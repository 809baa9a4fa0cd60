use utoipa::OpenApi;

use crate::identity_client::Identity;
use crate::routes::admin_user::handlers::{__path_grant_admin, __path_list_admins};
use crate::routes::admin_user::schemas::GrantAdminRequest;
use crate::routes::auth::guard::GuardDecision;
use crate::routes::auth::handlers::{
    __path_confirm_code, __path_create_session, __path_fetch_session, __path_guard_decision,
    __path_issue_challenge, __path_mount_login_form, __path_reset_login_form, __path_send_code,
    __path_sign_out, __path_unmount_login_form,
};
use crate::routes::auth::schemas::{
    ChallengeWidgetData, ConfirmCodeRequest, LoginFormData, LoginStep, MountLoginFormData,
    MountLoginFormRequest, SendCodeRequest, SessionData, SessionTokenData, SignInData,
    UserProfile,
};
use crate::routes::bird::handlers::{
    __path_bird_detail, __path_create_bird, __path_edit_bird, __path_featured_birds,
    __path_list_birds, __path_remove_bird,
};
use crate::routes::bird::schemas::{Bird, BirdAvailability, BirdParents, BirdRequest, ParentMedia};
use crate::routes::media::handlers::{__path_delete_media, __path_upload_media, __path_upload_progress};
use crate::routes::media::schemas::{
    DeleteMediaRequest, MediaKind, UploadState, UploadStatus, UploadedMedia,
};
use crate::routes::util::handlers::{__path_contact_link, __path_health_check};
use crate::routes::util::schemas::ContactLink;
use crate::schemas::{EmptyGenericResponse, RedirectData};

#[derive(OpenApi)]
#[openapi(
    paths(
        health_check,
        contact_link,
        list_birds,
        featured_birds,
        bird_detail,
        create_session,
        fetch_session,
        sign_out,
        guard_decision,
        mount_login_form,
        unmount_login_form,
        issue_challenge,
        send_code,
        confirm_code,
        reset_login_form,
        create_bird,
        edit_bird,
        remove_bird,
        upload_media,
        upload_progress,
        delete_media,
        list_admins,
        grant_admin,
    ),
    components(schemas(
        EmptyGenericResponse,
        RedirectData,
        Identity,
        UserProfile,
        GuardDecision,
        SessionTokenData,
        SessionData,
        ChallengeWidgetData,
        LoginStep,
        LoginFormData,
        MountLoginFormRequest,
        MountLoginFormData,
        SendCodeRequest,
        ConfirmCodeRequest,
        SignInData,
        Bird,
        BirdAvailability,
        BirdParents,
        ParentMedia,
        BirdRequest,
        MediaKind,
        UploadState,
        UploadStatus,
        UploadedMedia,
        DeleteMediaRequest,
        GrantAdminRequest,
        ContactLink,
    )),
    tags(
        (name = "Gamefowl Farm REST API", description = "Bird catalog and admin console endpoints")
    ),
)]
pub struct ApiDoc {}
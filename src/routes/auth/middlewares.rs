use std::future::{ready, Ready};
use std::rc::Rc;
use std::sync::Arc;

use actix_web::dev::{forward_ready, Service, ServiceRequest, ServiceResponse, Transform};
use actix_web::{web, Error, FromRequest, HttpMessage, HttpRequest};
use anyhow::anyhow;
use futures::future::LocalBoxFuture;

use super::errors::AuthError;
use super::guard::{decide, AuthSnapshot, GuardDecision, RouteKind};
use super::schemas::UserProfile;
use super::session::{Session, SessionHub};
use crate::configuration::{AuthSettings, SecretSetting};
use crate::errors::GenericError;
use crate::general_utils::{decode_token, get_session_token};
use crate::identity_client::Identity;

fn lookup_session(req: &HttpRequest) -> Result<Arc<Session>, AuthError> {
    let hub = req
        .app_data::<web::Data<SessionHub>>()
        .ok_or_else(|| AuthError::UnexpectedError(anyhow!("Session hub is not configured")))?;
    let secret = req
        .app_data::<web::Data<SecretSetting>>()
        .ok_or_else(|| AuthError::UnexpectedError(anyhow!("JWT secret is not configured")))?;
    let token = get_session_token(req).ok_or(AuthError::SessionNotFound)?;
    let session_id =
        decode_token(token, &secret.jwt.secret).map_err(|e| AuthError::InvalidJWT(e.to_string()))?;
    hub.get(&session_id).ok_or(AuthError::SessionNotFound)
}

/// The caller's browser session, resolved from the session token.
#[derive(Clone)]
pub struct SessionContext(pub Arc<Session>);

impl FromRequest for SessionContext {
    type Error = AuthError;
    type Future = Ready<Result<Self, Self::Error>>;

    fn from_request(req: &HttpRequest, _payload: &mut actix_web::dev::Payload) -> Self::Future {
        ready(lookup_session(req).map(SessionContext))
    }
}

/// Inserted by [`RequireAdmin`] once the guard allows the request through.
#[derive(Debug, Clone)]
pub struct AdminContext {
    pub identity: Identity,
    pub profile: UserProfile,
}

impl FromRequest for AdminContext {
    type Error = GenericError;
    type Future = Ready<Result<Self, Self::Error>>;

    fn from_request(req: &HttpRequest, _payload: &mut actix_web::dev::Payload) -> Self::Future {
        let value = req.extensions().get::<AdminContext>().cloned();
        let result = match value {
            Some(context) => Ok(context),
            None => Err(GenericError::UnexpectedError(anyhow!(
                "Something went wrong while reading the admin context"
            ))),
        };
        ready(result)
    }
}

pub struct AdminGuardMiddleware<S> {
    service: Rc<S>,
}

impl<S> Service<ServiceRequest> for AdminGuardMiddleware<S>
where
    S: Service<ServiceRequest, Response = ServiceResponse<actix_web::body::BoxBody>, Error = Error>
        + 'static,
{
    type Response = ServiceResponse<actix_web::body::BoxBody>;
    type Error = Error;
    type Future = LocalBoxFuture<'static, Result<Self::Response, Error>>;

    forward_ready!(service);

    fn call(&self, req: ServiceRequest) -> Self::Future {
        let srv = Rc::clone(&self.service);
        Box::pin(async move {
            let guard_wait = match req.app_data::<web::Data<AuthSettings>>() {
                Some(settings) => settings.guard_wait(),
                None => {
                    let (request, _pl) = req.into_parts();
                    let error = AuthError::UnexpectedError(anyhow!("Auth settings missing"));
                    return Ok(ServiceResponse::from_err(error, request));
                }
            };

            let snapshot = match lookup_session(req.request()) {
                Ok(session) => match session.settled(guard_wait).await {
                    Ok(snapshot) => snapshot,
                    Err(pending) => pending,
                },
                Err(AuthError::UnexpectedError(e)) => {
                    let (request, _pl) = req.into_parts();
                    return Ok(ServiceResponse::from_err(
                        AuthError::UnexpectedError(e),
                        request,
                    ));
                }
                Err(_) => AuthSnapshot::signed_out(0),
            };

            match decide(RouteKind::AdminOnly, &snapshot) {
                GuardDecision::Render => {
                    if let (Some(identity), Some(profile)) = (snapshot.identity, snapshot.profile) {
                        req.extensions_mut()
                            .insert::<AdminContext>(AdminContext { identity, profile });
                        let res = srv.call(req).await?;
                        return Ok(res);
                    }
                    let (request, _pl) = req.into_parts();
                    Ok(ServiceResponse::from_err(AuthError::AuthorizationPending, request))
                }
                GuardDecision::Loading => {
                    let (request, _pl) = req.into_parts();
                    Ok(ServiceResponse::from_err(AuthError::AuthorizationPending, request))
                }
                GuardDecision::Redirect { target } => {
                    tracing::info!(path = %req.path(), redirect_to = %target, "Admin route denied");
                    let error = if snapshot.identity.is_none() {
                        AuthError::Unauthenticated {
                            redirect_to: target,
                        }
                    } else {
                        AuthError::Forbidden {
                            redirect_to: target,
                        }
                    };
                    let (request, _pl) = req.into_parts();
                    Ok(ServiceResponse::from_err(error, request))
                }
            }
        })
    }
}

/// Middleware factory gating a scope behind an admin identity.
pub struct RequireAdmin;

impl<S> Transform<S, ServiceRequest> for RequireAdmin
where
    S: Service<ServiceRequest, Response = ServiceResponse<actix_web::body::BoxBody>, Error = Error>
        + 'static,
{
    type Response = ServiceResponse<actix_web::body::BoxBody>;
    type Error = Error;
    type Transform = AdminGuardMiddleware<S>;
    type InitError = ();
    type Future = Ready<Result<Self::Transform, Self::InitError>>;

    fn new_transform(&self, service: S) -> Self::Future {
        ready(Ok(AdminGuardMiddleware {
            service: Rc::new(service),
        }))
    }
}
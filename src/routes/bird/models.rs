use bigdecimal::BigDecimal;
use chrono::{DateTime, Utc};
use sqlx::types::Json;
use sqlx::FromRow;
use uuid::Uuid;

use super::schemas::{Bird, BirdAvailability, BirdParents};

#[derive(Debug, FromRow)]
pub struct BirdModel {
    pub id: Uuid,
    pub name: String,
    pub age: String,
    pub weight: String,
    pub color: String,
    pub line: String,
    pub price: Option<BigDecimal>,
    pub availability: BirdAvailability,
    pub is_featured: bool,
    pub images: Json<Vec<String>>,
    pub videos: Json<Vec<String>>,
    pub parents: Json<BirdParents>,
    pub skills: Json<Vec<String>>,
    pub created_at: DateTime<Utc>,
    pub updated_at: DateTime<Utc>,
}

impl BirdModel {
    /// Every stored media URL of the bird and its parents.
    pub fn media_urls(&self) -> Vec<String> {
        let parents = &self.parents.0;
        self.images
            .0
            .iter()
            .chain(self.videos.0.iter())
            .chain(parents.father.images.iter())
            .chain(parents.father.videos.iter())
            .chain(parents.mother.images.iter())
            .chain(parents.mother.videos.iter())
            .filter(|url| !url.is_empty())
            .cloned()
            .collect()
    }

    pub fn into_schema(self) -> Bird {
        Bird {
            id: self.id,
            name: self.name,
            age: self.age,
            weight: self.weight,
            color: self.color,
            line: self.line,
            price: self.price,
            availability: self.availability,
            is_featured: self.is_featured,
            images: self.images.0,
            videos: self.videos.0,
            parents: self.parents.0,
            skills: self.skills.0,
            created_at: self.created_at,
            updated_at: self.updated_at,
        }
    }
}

☆ ☆ ☆ ☆ ☆

What you are asked to do
Which lines of the listing contain the string "schemas"? Copy every one of them.

Output for this task
use crate::routes::admin_user::schemas::GrantAdminRequest;
use crate::routes::auth::schemas::{
use crate::routes::bird::schemas::{Bird, BirdAvailability, BirdParents, BirdRequest, ParentMedia};
use crate::routes::media::schemas::{
use crate::routes::util::schemas::ContactLink;
use crate::schemas::{EmptyGenericResponse, RedirectData};
    components(schemas(
use super::schemas::UserProfile;
use super::schemas::{Bird, BirdAvailability, BirdParents};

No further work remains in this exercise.